Records from a data source
--

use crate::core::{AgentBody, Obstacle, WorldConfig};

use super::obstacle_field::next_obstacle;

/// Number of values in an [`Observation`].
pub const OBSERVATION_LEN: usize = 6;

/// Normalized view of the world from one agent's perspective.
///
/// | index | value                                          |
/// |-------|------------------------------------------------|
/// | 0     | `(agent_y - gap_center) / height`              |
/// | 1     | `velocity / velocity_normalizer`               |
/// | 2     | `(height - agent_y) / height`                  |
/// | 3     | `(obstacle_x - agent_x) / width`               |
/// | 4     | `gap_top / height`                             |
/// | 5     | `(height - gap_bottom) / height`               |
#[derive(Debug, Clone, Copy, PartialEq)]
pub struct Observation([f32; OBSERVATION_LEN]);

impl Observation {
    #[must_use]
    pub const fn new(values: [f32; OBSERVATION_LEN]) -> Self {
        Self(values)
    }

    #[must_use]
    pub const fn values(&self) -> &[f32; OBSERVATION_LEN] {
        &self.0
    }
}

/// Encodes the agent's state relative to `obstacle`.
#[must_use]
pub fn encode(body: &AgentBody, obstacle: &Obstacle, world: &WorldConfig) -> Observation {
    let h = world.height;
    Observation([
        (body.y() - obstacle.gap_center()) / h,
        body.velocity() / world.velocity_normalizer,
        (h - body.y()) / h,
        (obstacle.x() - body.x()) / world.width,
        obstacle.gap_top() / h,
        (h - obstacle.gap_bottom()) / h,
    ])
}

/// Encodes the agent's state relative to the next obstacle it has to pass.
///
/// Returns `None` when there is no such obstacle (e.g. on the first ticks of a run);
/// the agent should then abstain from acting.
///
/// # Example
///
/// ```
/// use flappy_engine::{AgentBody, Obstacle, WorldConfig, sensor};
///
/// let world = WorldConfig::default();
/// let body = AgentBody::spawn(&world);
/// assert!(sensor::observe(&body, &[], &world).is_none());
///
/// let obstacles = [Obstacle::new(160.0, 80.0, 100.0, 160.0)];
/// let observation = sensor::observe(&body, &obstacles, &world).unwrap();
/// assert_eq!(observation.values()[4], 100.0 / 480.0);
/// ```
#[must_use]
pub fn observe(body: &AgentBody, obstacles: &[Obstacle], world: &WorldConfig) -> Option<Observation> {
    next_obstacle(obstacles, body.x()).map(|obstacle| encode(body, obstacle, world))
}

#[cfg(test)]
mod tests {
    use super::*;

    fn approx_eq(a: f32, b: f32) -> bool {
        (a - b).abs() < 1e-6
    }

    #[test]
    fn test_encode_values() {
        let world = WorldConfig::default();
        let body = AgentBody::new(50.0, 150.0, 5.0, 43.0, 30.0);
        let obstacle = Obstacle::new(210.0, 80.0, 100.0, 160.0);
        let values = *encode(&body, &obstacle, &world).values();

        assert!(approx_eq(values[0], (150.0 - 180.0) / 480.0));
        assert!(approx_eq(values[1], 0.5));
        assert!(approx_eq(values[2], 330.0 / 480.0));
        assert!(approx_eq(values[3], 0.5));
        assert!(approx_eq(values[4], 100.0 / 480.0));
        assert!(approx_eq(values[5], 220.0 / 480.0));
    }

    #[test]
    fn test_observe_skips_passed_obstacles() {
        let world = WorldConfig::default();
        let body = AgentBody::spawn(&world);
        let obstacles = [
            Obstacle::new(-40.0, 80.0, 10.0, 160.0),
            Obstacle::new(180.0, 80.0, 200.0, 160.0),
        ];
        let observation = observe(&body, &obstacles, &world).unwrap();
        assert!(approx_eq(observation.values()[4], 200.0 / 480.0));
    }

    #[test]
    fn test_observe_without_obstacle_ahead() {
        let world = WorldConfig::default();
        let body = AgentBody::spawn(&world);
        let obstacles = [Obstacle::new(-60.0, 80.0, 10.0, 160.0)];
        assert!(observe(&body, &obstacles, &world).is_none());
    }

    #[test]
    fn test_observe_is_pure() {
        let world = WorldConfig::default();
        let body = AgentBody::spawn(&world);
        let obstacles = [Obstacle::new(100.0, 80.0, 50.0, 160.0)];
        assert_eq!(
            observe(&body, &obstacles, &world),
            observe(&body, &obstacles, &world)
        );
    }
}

--

PROBLEM STATEMENT: Copy from the entries only those lines that hold the word "width".

SOLVED PROBLEM:
/// | 3     | `(obstacle_x - agent_x) / width`               |
        (obstacle.x() - body.x()) / world.width,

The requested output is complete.